“可怜的天真丫头!当然不会。只要能把货卖给邦联,由此赚到钱,北方有很多坚定的爱国者都求之不得呢。我把船开进纽约,从北佬公司进货。当然,这些都是私下交易。买完就走。纽约要是有一星半点危险,我就去拿骚。这些北方的爱国人士早就为我把火药、炮弹、带裙撑的裙子运到那儿去了。我去拿骚比去英国还方便。有时,虽然把货运到查尔斯顿或威尔明顿有点难,但一丁点黄金能起到多大作用,肯定能让你大吃一惊。”
“噢,我知道北佬坏,但没想到……”
“北佬就是往外卖点联邦的东西,正正当当地赚些钱,何必吹毛求疵?再过一百年也没关系。反正结果都是一个样。他们知道邦联总归会败,干吗不趁机赚点钱?”
“打败——我们?”
“当然。”
“你能走开吗?还是非得要我叫来马车回家,才能摆脱你?”
“真是个暴脾气的南方小妞!”说着,他又咧嘴一笑,然后鞠了个躬,从容而去,留下她满腔怒火没处发,气得胸口一起一伏。失望的情绪在胸中燃烧,她却弄不明白这是怎么回事,只感觉自己像个看着幻想破灭的孩子。他竟敢抹黑那些突破封锁线的勇士!他竟敢说邦联会败!真该把他枪毙了——当叛徒枪毙。她扫了眼会场,看着那一张张熟悉的脸都流露出必胜的信念,那般勇敢、那般忠诚。不知怎的,她心中却升起一丝凉意。被打败?这些人?怎么可能,当然不会!绝无可能,这种念头简直大逆不道。
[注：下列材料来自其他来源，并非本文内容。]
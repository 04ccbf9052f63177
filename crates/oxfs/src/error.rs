use alloc::string::String;

pub type Result<T> = core::result::Result<T, FsError>;

#[derive(Debug, Clone, PartialEq, Eq, thiserror::Error)]
pub enum FsError {
    #[error("no inode with id {0}")]
    InodeNotFound(u64),

    #[error("no such file or directory: {0}")]
    PathNotFound(String),

    #[error("out of space: needed {needed} bytes, {available} available")]
    OutOfSpace { needed: u64, available: u64 },

    #[error("could not allocate {needed} bytes")]
    AllocationFailed { needed: u64 },

    #[error("format version mismatch: expected {expected}, found {found}")]
    VersionMismatch { expected: u16, found: u16 },

    #[error("invalid format: {0}")]
    InvalidFormat(&'static str),

    #[error("invalid path: {0}")]
    InvalidPath(String),

    #[error("already exists: {0}")]
    AlreadyExists(String),

    #[error("not a directory: {0}")]
    NotADirectory(String),

    #[error("is a directory: {0}")]
    IsADirectory(String),

    #[error("inode {0} is already in the index")]
    Collision(u64),

    #[error("invalid inode id: {0}")]
    InvalidInode(u64),

    #[error("buffer too small: needed {needed} bytes, got {actual}")]
    BufferTooSmall { needed: u64, actual: u64 },

    #[error("no free inode id could be generated")]
    IdsExhausted,

    #[error("volume is corrupt: {0}")]
    Corrupt(&'static str),

    #[error("codec error: {0}")]
    Codec(String),
}

impl FsError {
    /// Status code reported by tools. Zero is reserved for success.
    pub fn code(&self) -> i32 {
        match self {
            FsError::InodeNotFound(_) | FsError::PathNotFound(_) => 1,
            FsError::OutOfSpace { .. } => 2,
            FsError::AllocationFailed { .. } => 3,
            FsError::Collision(_) => 4,
            FsError::VersionMismatch { .. } => 5,
            FsError::InvalidFormat(_) => 6,
            FsError::InvalidPath(_) => 7,
            FsError::AlreadyExists(_) => 8,
            FsError::NotADirectory(_) => 9,
            FsError::IsADirectory(_) => 10,
            FsError::InvalidInode(_) => 11,
            FsError::BufferTooSmall { .. } => 12,
            FsError::IdsExhausted => 13,
            FsError::Corrupt(_) => 14,
            FsError::Codec(_) => 15,
        }
    }

    /// True for both flavours of "does not resolve".
    pub fn is_not_found(&self) -> bool {
        matches!(self, FsError::InodeNotFound(_) | FsError::PathNotFound(_))
    }
}

#[cfg(test)]
mod tests {
    use super::*;
    use alloc::string::ToString;

    #[test]
    fn codes_are_nonzero_and_distinct() {
        let errors = [
            FsError::InodeNotFound(3),
            FsError::OutOfSpace { needed: 1, available: 0 },
            FsError::AllocationFailed { needed: 1 },
            FsError::Collision(3),
            FsError::VersionMismatch { expected: 1, found: 2 },
            FsError::InvalidFormat("x"),
            FsError::InvalidPath("x".into()),
            FsError::AlreadyExists("x".into()),
            FsError::NotADirectory("x".into()),
            FsError::IsADirectory("x".into()),
            FsError::InvalidInode(0),
            FsError::BufferTooSmall { needed: 2, actual: 1 },
            FsError::IdsExhausted,
            FsError::Corrupt("x"),
            FsError::Codec("x".into()),
        ];
        let mut codes: alloc::vec::Vec<i32> = errors.iter().map(FsError::code).collect();
        assert!(codes.iter().all(|&c| c != 0));
        codes.sort();
        codes.dedup();
        assert_eq!(codes.len(), errors.len());
    }

    #[test]
    fn not_found_covers_paths_and_ids() {
        assert!(FsError::PathNotFound("/a".to_string()).is_not_found());
        assert!(FsError::InodeNotFound(7).is_not_found());
        assert_eq!(FsError::PathNotFound("/a".into()).code(), 1);
        assert!(!FsError::IdsExhausted.is_not_found());
    }
}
“你俩在嘀咕什么呢?”顾客散开后,玫兰妮转向斯嘉丽,“我想看不见都难,梅里韦瑟太太一直盯着你呢。亲爱的,你知道她那张嘴有多能说。”
“噢,那人真讨厌——就是个没教养的乡巴佬,”斯嘉丽说,“至于梅里韦瑟那个老太婆,让她说好了。为了她装傻瓜,我真是受够啦。”
“哎呀,斯嘉丽!”玫兰妮震惊地叫道。
“嘘——嘘,”斯嘉丽说,“米德医生又有事要宣布了。”
医生一提高嗓门,人群就再次安静了下来。他首先向自愿捐出珠宝的女士们表达了感谢。
“现在,女士们先生们,我有一项惊人的提议。这一创举或许会让你们中的某些人震惊,但请诸位记住,这一切都是为了医院,为了躺在医院里的伤员们。”
每个人都满怀期待地往前挤,猜测庄重的医生会提出什么令人震惊的提议。
“舞会即将开始,第一支曲子当然是弗吉尼亚里尔舞,继而是华尔兹,之后是波尔卡舞、肖蒂什轮舞和玛祖卡舞。所有舞蹈均由一小段弗吉尼亚里尔舞开头。我很清楚上流人士都想来竞争领跳弗吉尼亚里尔舞,所以——”医生抹了把额头,冲屋角那群年长女伴揶揄地瞥了一眼,他太太就坐在其中,“先生们,要想跟自己选中的女士跳第一支弗吉尼亚里尔舞,就得出钱竞价。我来当拍卖人,收入全归医院。”
摇动的扇子顿时停住,大厅响起兴奋的低语声。年长女伴们聚集的角落一片混乱。米德太太尽管极不赞成这种做法,表面上还是急切地支持丈夫,因此陷入很不利的境地。埃尔辛太太、梅里韦瑟太太和怀廷太太都气得满脸通红。地方志愿军却突然欢呼起来,引得其他军人纷纷应和。姑娘们也拍起手,兴奋地直跳脚。
“你不觉得——这就像——就像奴隶拍卖会吗?”玫兰妮悄声道,不确定地盯着严阵以待的医生。在此之前,他在她眼里一直都是十全十美的。
斯嘉丽虽然没说什么,眼睛却闪闪发光,心也隐隐作痛。她要不是寡妇就好了。她若还是从前那个斯嘉丽·奥哈拉,就能穿上苹果绿长裙,胸前飘着深绿色缎带,黑发间插上晚香玉,领跳那支弗吉尼亚里尔舞。没错,一定能行!准有十几个男人争着要她,抢着付钱给医生。唉,此刻她却只能坐在这儿当壁花,看范妮或梅贝尔作为亚特兰大的美人,领跳那支舞!
小个子义勇军士兵明显带着克里奥耳人腔的声音盖过喧闹声:“我能不能——出二十美元,请梅贝尔·梅里韦瑟先跳?”